Yes, Pieter – hold on to celebrating the teeny tiny!
Are you feeling more demands on your executive functions these days? You are not alone.
Adjusting to sheltering in place for over a month has stretched us all thin. We try to stay sane and reasonably productive, but the constant flow of unsettling news easily switches us from our wise prefrontal cortex into our reactive emotional brain. The result is a fight, flight or freeze reaction where we can’t think clearly.
I’ve been equating this stress we experience to being hooked up to an IV drip of cortisol, a stress hormone. Cortisol upsets the chemical balance in our brains, interfering with our executive functioning. I have observed that this nonstop stress is accentuating “weak” EF skills for everyone. However, cortisol is particularly disruptive for people with known or diagnosed executive function challenges, including those with ADHD, Traumatic Brain Injury (TBI) and aging brains.
I have personally been struggling to get things done during this pandemic, and I know I am not alone. Each day I teach the Seeing My Time course to my private clients, and they are all reporting similar challenges.
From writing a novel to a complete basement organization, everyone seems to be talking about their quarantine project goals. But for those of us with future thinking and follow-through challenges, both executive functions of the brain, that’s more easily said than done. The extra cortisol pumping through our brains in addition to the usual time management issues can make achieving anything really difficult – even small tasks that aren’t projects at all.

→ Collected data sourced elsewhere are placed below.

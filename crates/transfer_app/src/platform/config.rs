use std::fs;
use std::path::Path;
use std::time::Duration;

use anyhow::{bail, Context};
use serde::{Deserialize, Serialize};
use transfer_core::{summarize_folder_size, summarize_pack_size, PackItem, SizeSummary};
use transfer_engine::TransferSettings;
use transfer_logging::{xfer_info, xfer_warn};

const MIB: u64 = 1024 * 1024;
const GIB: u64 = 1024 * MIB;

/// Settings file contents. Every field is optional in the file.
#[derive(Debug, Clone, PartialEq, Eq, Serialize, Deserialize)]
#[serde(default)]
pub struct AppConfig {
    pub api_url: String,
    pub chunk_size_mb: u64,
    pub chunk_retries: u32,
    pub retry_backoff_ms: u64,
    pub connect_timeout_secs: u64,
    pub chunk_timeout_secs: u64,
    pub commit_timeout_secs: u64,
    pub max_upload_mb: u64,
    pub max_pack_gb: u64,
    pub reconnect_delay_ms: u64,
    pub liveness_timeout_secs: u64,
}

impl Default for AppConfig {
    fn default() -> Self {
        Self {
            api_url: "http://localhost:3002".to_string(),
            chunk_size_mb: 10,
            chunk_retries: 3,
            retry_backoff_ms: 500,
            connect_timeout_secs: 10,
            chunk_timeout_secs: 300,
            commit_timeout_secs: 300,
            max_upload_mb: 1024,
            max_pack_gb: 15,
            reconnect_delay_ms: 2000,
            liveness_timeout_secs: 60,
        }
    }
}

impl AppConfig {
    pub fn max_upload_bytes(&self) -> u64 {
        self.max_upload_mb.saturating_mul(MIB)
    }

    pub fn to_settings(&self) -> anyhow::Result<TransferSettings> {
        if self.chunk_size_mb == 0 {
            bail!("chunk_size_mb must be at least 1");
        }
        let api_base = self
            .api_url
            .parse::<url::Url>()
            .with_context(|| format!("invalid api url {:?}", self.api_url))?;
        let mut settings = TransferSettings::for_api(api_base);
        settings.chunk_size = self.chunk_size_mb.saturating_mul(MIB);
        settings.chunk_retries = self.chunk_retries;
        settings.retry_backoff = Duration::from_millis(self.retry_backoff_ms);
        settings.connect_timeout = Duration::from_secs(self.connect_timeout_secs);
        settings.chunk_timeout = Duration::from_secs(self.chunk_timeout_secs);
        settings.commit_timeout = Duration::from_secs(self.commit_timeout_secs);
        settings.max_upload_bytes = self.max_upload_bytes();
        settings.max_pack_bytes = self.max_pack_gb.saturating_mul(GIB);
        settings.reconnect_delay = Duration::from_millis(self.reconnect_delay_ms);
        settings.liveness_timeout = Duration::from_secs(self.liveness_timeout_secs);
        Ok(settings)
    }
}

/// Reads the settings file; a missing file yields the defaults.
pub fn load_config(path: &Path) -> anyhow::Result<AppConfig> {
    let content = match fs::read_to_string(path) {
        Ok(text) => text,
        Err(err) if err.kind() == std::io::ErrorKind::NotFound => {
            xfer_info!("no settings file at {path:?}; using defaults");
            return Ok(AppConfig::default());
        }
        Err(err) => {
            return Err(err).with_context(|| format!("could not read settings from {path:?}"))
        }
    };
    let config = ron::from_str(&content)
        .with_context(|| format!("could not parse settings in {path:?}"))?;
    xfer_info!("loaded settings from {path:?}");
    Ok(config)
}

/// One node of a pack tree as written in a manifest file.
#[derive(Debug, Clone, PartialEq, Eq, Deserialize)]
pub enum ManifestItem {
    /// Other fields (names, ids) are ignored.
    Level {
        #[serde(default)]
        size_bytes: Option<u64>,
    },
    Folder {
        #[serde(default)]
        id: Option<u64>,
        #[serde(default)]
        name: Option<String>,
        #[serde(default)]
        children: Vec<ManifestItem>,
    },
}

impl ManifestItem {
    fn to_pack_item(&self) -> PackItem {
        match self {
            Self::Level { size_bytes, .. } => PackItem::Level {
                size_bytes: *size_bytes,
            },
            Self::Folder { children, .. } => PackItem::Folder {
                children: children.iter().map(Self::to_pack_item).collect(),
            },
        }
    }

    fn find_folder(&self, wanted: u64) -> Option<&ManifestItem> {
        match self {
            Self::Folder { id, children, .. } => {
                if *id == Some(wanted) {
                    return Some(self);
                }
                children.iter().find_map(|child| child.find_folder(wanted))
            }
            Self::Level { .. } => None,
        }
    }
}

pub fn load_manifest(path: &Path) -> anyhow::Result<Vec<ManifestItem>> {
    let content =
        fs::read_to_string(path).with_context(|| format!("could not read items from {path:?}"))?;
    ron::from_str(&content).with_context(|| format!("could not parse items in {path:?}"))
}

/// Size estimate for the whole pack, or for one folder of it.
pub fn estimate(items: &[ManifestItem], folder: Option<u64>) -> anyhow::Result<SizeSummary> {
    match folder {
        None => {
            let tree: Vec<PackItem> = items.iter().map(ManifestItem::to_pack_item).collect();
            Ok(summarize_pack_size(&tree))
        }
        Some(folder_id) => {
            let Some(found) = items.iter().find_map(|item| item.find_folder(folder_id)) else {
                bail!("folder {folder_id} is not part of the items file");
            };
            if let ManifestItem::Folder {
                name: Some(name), ..
            } = found
            {
                xfer_info!("estimating folder {folder_id} ({name})");
            }
            let summary = summarize_folder_size(&found.to_pack_item());
            if summary.level_count == 0 {
                xfer_warn!("folder {folder_id} contains no levels");
            }
            Ok(summary)
        }
    }
}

Recently, I began to frame the situation differently, and it has made a world of difference. Instead of focusing on projects of things I should be doing, I’m focusing on the challenge of regaining control of my brain. This is my COVID 19 “project.” I’ve been encouraging my clients to do the same. And little by little, it is working for all of us – one task at a time.
I recently purchased the book, Tiny Habits by BJ Fogg, a behavioral design researcher at Stanford University. He tells us that to change behavior requires setting up new habits. To successfully do that, you must start REALLY small. The task you set for yourself needs to be teeny tiny.
In the book, Fogg started his teeth flossing habit by setting the goal of flossing just ONE tooth! It may sound silly but it works! I have gotten back to flossing by setting the goal of just flossing my bottom teeth, which quickly advanced to flossing all my teeth. By setting a very small and achievable goal, you are in a way manipulating your mind into doing it.
But setting a tiny goal isn’t the end point. One of Fogg’s basic principles is that we change behavior when we feel good, not when we feel bad. Given these trying times, it can be hard to get our brain or minds to feel good. Fortunately, Fogg has a solution. What does he suggest? Celebrate! Yup, celebrate.
Here is how it works. Whenever you make any behavior choice that takes effort, you need to consciously acknowledge your success. How you choose to celebrate the success is up to you, but you need to feel it in your body and brain. Fogg calls this feeling “shine.”
When I celebrate, I inevitably end up with a smile on my face and an increased level of dopamine that motivates me on to start my next task. Sometimes I do a happy dance, which I will do when I finish this blog! Other times I flash my fingers in a “V” for victory and say “victory” either out loud or in my mind. When I complete a hard task on my to-do list, I will cross it off and then write “Yay!” next to it. By focusing on how to make my brain feel good, I’m taking back control of my time and productivity. I’ve had such fun sharing these ideas with my Seeing My Time clients. I love it when they start flashing “victory” signs at me!
If you are feeling a bit out of control these days, have compassion for your poor brain. Then decide to make your brain your project. Start paying attention to its needs and figure out what tools and strategies you can use to support your executive function skills. My blog archive, which goes back 10 years, is full of ideas if you are looking for inspiration. The most recent one, Executive Function Tips in the Time of Covid-19 includes a video with suggestions for managing stress and anxiety.
Is there one little habit you could add that would take some stress away from your brain, like putting dirty dishes immediately into the dishwasher instead of letting them collect on the counter or in the sink? BJ Fogg’s website, tinyhabits.com has lots of resources and information to design your own brain project.
In these difficult times it is critical to remember to celebrate each success, no matter how small. We all deserve to “shine.” Feel the virtual hug!
Marydee Sklar is the president of Executive Functioning Success and the creator of the Seeing My Time Program®. She is an educator and author of three books on executive functions, as well as a trainer and speaker. Marydee has more than twenty-five years of experience working with students and adults with executive function challenges.
Yes, Pieter – hold on to celebrating the teeny tiny!
Thank you! This is inspiring and really makes sense. Making it tiny makes it doable!